On 28 November, the Irish Data Protection Commissioner (DPC) announced an imposition of the 265-million-euro fine on Meta Platforms Ireland Limited (MPIL), data controller of the “Facebook” social media network. The fine is coupled with a range of corrective measures applied.
The DPC has been conducting its investigation since April 2021 in respect of processing occurring between 25 May 2018 and September 2019, with several Meta’s products falling within its scope (Facebook Search, Facebook Messenger Contact Importer and Instagram Contact Importer tools). Those tools have been verified for compliance with the GDPR requirements on Data Protection by Design and Default (Articles 25(1) and 25(2)).
As the DPC explains, there was “a comprehensive inquiry process, including cooperation with all of the other data protection supervisory authorities within the EU. Those supervisory authorities agreed with the decision of the DPC. The decision, which was adopted on Friday, 25 November 2022, records findings of infringement of Articles 25(1) and 25(2) GDPR. The decision imposed a reprimand and an order requiring MPIL to bring its processing into compliance by taking a range of specified remedial actions within a particular timeframe. In addition, the decision has imposed administrative fines totalling €265 million on MPIL”.

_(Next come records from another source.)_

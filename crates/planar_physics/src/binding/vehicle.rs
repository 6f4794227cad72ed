// SPDX-License-Identifier: MIT OR Apache-2.0
//! Top-down vehicle binding.
//!
//! The chassis is the body bound to the owning entity, either a sibling
//! body binding or one the vehicle creates for itself. The vehicle is built
//! when that body appears and rebuilt whenever it is replaced.

use super::body::BodyConfig;
use crate::engine::{BodyHandle, Vehicle, VehicleHandle, Wheel};
use crate::error::{PhysicsError, Result};
use crate::world::WorldController;
use glam::DVec2;
use planar_scene::EntityId;
use serde::{Deserialize, Serialize};
use uuid::Uuid;

/// Back-wheel forward speed above which braking brakes instead of reversing
///
/// The comparison is signed: a car rolling backwards at any speed reverses.
pub const BRAKE_SPEED_THRESHOLD: f64 = 0.1;

/// Unique identifier for a vehicle binding
#[derive(Debug, Clone, Copy, PartialEq, Eq, Hash, PartialOrd, Ord, Serialize, Deserialize)]
pub struct VehicleId(pub Uuid);

impl VehicleId {
    /// Create a new random vehicle ID
    pub fn new() -> Self {
        Self(Uuid::new_v4())
    }
}

impl Default for VehicleId {
    fn default() -> Self {
        Self::new()
    }
}

impl std::fmt::Display for VehicleId {
    fn fmt(&self, f: &mut std::fmt::Formatter<'_>) -> std::fmt::Result {
        write!(f, "vehicle {}", self.0)
    }
}

/// Where the chassis body comes from
#[derive(Debug, Clone, PartialEq, Default, Serialize, Deserialize)]
pub enum ChassisSource {
    /// The body binding already on the owning entity
    #[default]
    Sibling,
    /// A body created for and torn down with the vehicle
    Standalone(BodyConfig),
}

/// Vehicle configuration
#[derive(Debug, Clone, PartialEq, Serialize, Deserialize)]
#[serde(default)]
pub struct VehicleConfig {
    /// Chassis source
    pub chassis: ChassisSource,
    /// Back wheel drive force under throttle
    pub engine_force: f64,
    /// Back wheel force when braking at low speed
    pub reverse_force: f64,
    /// Back wheel brake force
    pub brake_force: f64,
    /// Front wheel steering lock in degrees
    pub max_steer: f64,
    /// Front wheel offset on the chassis
    pub front_wheel_offset: DVec2,
    /// Front wheel side friction
    pub front_wheel_friction: f64,
    /// Back wheel offset on the chassis
    pub back_wheel_offset: DVec2,
    /// Back wheel side friction
    pub back_wheel_friction: f64,
}

impl Default for VehicleConfig {
    fn default() -> Self {
        Self {
            chassis: ChassisSource::Sibling,
            engine_force: 7.0,
            reverse_force: -2.0,
            brake_force: 5.0,
            max_steer: 45.0,
            front_wheel_offset: DVec2::new(0.0, 1.0),
            front_wheel_friction: 4.0,
            back_wheel_offset: DVec2::new(0.0, -1.0),
            back_wheel_friction: 3.0,
        }
    }
}

/// Driver input
#[derive(Debug, Clone, Copy, Default, PartialEq)]
pub struct VehicleControls {
    /// Steering in [-1, 1]
    pub steering: f64,
    /// Throttle pressed
    pub throttle: bool,
    /// Brake pressed
    pub brake: bool,
}

/// Runtime vehicle attribute change
#[derive(Debug, Clone, Copy, PartialEq)]
pub enum VehicleAttr {
    /// Drive force
    EngineForce(f64),
    /// Reverse force
    ReverseForce(f64),
    /// Brake force
    BrakeForce(f64),
    /// Steering lock in degrees
    MaxSteer(f64),
    /// Front wheel offset
    FrontWheelOffset(DVec2),
    /// Front wheel side friction
    FrontWheelFriction(f64),
    /// Back wheel offset
    BackWheelOffset(DVec2),
    /// Back wheel side friction
    BackWheelFriction(f64),
}

/// Binds a vehicle to the body of its owning entity
#[derive(Debug)]
pub struct VehicleBinding {
    id: VehicleId,
    owner: EntityId,
    config: VehicleConfig,
    controls: VehicleControls,
    chassis: Option<BodyHandle>,
    handle: Option<VehicleHandle>,
    enabled: bool,
}

impl VehicleBinding {
    pub(crate) fn new(id: VehicleId, owner: EntityId, config: VehicleConfig) -> Self {
        Self {
            id,
            owner,
            config,
            controls: VehicleControls::default(),
            chassis: None,
            handle: None,
            enabled: true,
        }
    }

    /// Binding ID
    pub fn id(&self) -> VehicleId {
        self.id
    }

    /// Entity whose body is the chassis
    pub fn owner(&self) -> EntityId {
        self.owner
    }

    /// Current configuration
    pub fn config(&self) -> &VehicleConfig {
        &self.config
    }

    /// Current driver input
    pub fn controls(&self) -> VehicleControls {
        self.controls
    }

    /// Live vehicle handle, if built
    pub fn handle(&self) -> Option<VehicleHandle> {
        self.handle
    }

    /// Chassis body, if resolved
    pub fn chassis(&self) -> Option<BodyHandle> {
        self.chassis
    }

    /// Whether the binding is enabled
    pub fn is_enabled(&self) -> bool {
        self.enabled
    }

    /// Whether the vehicle created its own chassis body
    pub fn owns_chassis(&self) -> bool {
        matches!(self.config.chassis, ChassisSource::Standalone(_))
    }

    pub(crate) fn set_controls(&mut self, controls: VehicleControls) {
        self.controls = VehicleControls {
            steering: controls.steering.clamp(-1.0, 1.0),
            ..controls
        };
    }

    pub(crate) fn set_chassis(&mut self, chassis: Option<BodyHandle>, controller: &mut WorldController) {
        self.chassis = chassis;
        if chassis.is_some() {
            self.rebuild(controller);
        } else {
            self.remove_from_world(controller);
        }
    }

    pub(crate) fn set_enabled(&mut self, enabled: bool, controller: &mut WorldController) {
        if enabled == self.enabled {
            return;
        }
        self.enabled = enabled;
        if enabled {
            self.rebuild(controller);
        } else {
            self.remove_from_world(controller);
        }
    }

    pub(crate) fn rebuild(&mut self, controller: &mut WorldController) {
        self.remove_from_world(controller);
        let Some(chassis) = self.chassis.filter(|_| self.enabled) else {
            return;
        };
        let config = &self.config;
        let front = Wheel::new(config.front_wheel_offset, config.front_wheel_friction);
        let back = Wheel::new(config.back_wheel_offset, config.back_wheel_friction);
        self.handle = Some(controller.world_mut().add_vehicle(Vehicle::new(chassis, front, back)));
        tracing::debug!("Built {} on {}", self.id, chassis);
    }

    pub(crate) fn remove_from_world(&mut self, controller: &mut WorldController) {
        if let Some(handle) = self.handle.take() {
            controller.world_mut().remove_vehicle(handle);
            tracing::debug!("Removed {} from world", self.id);
        }
    }

    pub(crate) fn apply(&mut self, attr: VehicleAttr, controller: &mut WorldController) -> Result<()> {
        match attr {
            VehicleAttr::EngineForce(v) => self.config.engine_force = v,
            VehicleAttr::ReverseForce(v) => self.config.reverse_force = v,
            VehicleAttr::BrakeForce(v) => {
                if v < 0.0 {
                    return Err(PhysicsError::InvalidSetting(format!("brake force must be >= 0, got {v}")));
                }
                self.config.brake_force = v;
            }
            VehicleAttr::MaxSteer(v) => self.config.max_steer = v,
            VehicleAttr::FrontWheelOffset(v) => self.config.front_wheel_offset = v,
            VehicleAttr::FrontWheelFriction(v) => self.config.front_wheel_friction = v,
            VehicleAttr::BackWheelOffset(v) => self.config.back_wheel_offset = v,
            VehicleAttr::BackWheelFriction(v) => self.config.back_wheel_friction = v,
        }

        let Some(vehicle) = self.handle.and_then(|h| controller.world_mut().vehicle_mut(h)) else {
            return Ok(());
        };
        match attr {
            VehicleAttr::FrontWheelOffset(v) => vehicle.front.local_position = v,
            VehicleAttr::FrontWheelFriction(v) => vehicle.front.side_friction = v,
            VehicleAttr::BackWheelOffset(v) => vehicle.back.local_position = v,
            VehicleAttr::BackWheelFriction(v) => vehicle.back.side_friction = v,
            // Read on every update
            _ => {}
        }
        Ok(())
    }

    /// Turn the current controls into wheel steering, engine and brake values
    pub(crate) fn update(&self, controller: &mut WorldController) {
        let Some(handle) = self.handle else {
            return;
        };
        let world = controller.world_mut();
        let Some(speed) = world
            .vehicle(handle)
            .and_then(|v| world.body(v.chassis).map(|chassis| v.back.speed(chassis)))
        else {
            return;
        };
        let config = &self.config;
        let controls = self.controls;
        let Some(vehicle) = world.vehicle_mut(handle) else {
            return;
        };

        vehicle.front.steer_value = controls.steering * config.max_steer.to_radians();

        let back = &mut vehicle.back;
        back.engine_force = if controls.throttle { config.engine_force } else { 0.0 };
        back.brake_force = 0.0;
        if controls.brake {
            if speed > BRAKE_SPEED_THRESHOLD {
                back.brake_force = config.brake_force;
            } else {
                back.engine_force = config.reverse_force;
            }
        }

        let chassis = vehicle.chassis;
        if controls.throttle || controls.brake {
            if let Some(body) = world.body_mut(chassis) {
                body.wake_up();
            }
        }
    }
}

#[cfg(test)]
mod tests {
    use super::*;
    use crate::engine::{BodyType, RigidBody};
    use crate::settings::WorldSettings;

    fn setup(velocity: DVec2) -> (WorldController, VehicleBinding) {
        let mut controller = WorldController::new(&WorldSettings::default()).unwrap();
        let mut body = RigidBody::new(BodyType::Dynamic, 1.0);
        body.velocity = velocity;
        let chassis = controller.world_mut().create_body(body);
        let mut binding = VehicleBinding::new(VehicleId::new(), EntityId::new(), VehicleConfig::default());
        binding.set_chassis(Some(chassis), &mut controller);
        (controller, binding)
    }

    fn back_wheel(controller: &WorldController, binding: &VehicleBinding) -> Wheel {
        controller.world().vehicle(binding.handle().unwrap()).unwrap().back.clone()
    }

    #[test]
    fn test_throttle_drives_back_wheel() {
        let (mut controller, mut binding) = setup(DVec2::ZERO);
        binding.set_controls(VehicleControls {
            throttle: true,
            ..Default::default()
        });
        binding.update(&mut controller);
        let back = back_wheel(&controller, &binding);
        assert_eq!(back.engine_force, 7.0);
        assert_eq!(back.brake_force, 0.0);
    }

    #[test]
    fn test_brake_at_low_speed_reverses() {
        let (mut controller, mut binding) = setup(DVec2::new(0.0, 0.05));
        binding.set_controls(VehicleControls {
            brake: true,
            ..Default::default()
        });
        binding.update(&mut controller);
        let back = back_wheel(&controller, &binding);
        assert_eq!(back.engine_force, -2.0);
        assert_eq!(back.brake_force, 0.0);
    }

    #[test]
    fn test_brake_at_speed_brakes() {
        let (mut controller, mut binding) = setup(DVec2::new(0.0, 0.5));
        binding.set_controls(VehicleControls {
            brake: true,
            ..Default::default()
        });
        binding.update(&mut controller);
        let back = back_wheel(&controller, &binding);
        assert_eq!(back.engine_force, 0.0);
        assert_eq!(back.brake_force, 5.0);
    }

    #[test]
    fn test_steering_clamped_and_front_only() {
        let (mut controller, mut binding) = setup(DVec2::ZERO);
        binding.set_controls(VehicleControls {
            steering: 3.0,
            ..Default::default()
        });
        assert_eq!(binding.controls().steering, 1.0);
        binding.update(&mut controller);

        let vehicle = controller.world().vehicle(binding.handle().unwrap()).unwrap();
        assert!((vehicle.front.steer_value - std::f64::consts::FRAC_PI_4).abs() < 1e-12);
        assert_eq!(vehicle.back.steer_value, 0.0);
    }

    #[test]
    fn test_wheel_attributes_mutate_live_vehicle() {
        let (mut controller, mut binding) = setup(DVec2::ZERO);
        let handle = binding.handle();
        binding.apply(VehicleAttr::BackWheelFriction(9.0), &mut controller).unwrap();
        binding.apply(VehicleAttr::FrontWheelOffset(DVec2::new(0.0, 2.0)), &mut controller).unwrap();
        assert_eq!(binding.handle(), handle);

        let vehicle = controller.world().vehicle(binding.handle().unwrap()).unwrap();
        assert_eq!(vehicle.back.side_friction, 9.0);
        assert_eq!(vehicle.front.local_position, DVec2::new(0.0, 2.0));
        assert!(binding.apply(VehicleAttr::BrakeForce(-1.0), &mut controller).is_err());
    }

    #[test]
    fn test_disable_removes_vehicle() {
        let (mut controller, mut binding) = setup(DVec2::ZERO);
        binding.set_enabled(false, &mut controller);
        assert_eq!(controller.world().vehicle_count(), 0);
        binding.set_enabled(true, &mut controller);
        assert_eq!(controller.world().vehicle_count(), 1);
    }
}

Meanwhile, in Germany, the Data Protection Conference (DSK) (that is the committee of the independent German data protection supervisory authorities of the federal and state governments) issued a report on privacy compliance of the Microsoft cloud-based 365 products. From the report it follows that Microsoft has not resolved compliance issues raised by the DSK two years ago, in September, 2020. Among the issues raised – lack of clarity in Microsoft’s contractual documentation, unclear allocation of data processing roles, lack of certainty in respect of lawful basis for the data processing, as well as issues with international data transfers (given that Microsoft has a clear U.S. nexus).
As TechCrunch reports, the Irish DPC informs that “it does not currently have any open inquiries into Microsoft, so it appears more likely that regional enforcement of cloud compliance concerns will be pushed through via decentralized (but coordinated) attention to public sector contracts Microsoft has inked around the bloc by regulators in different member states”.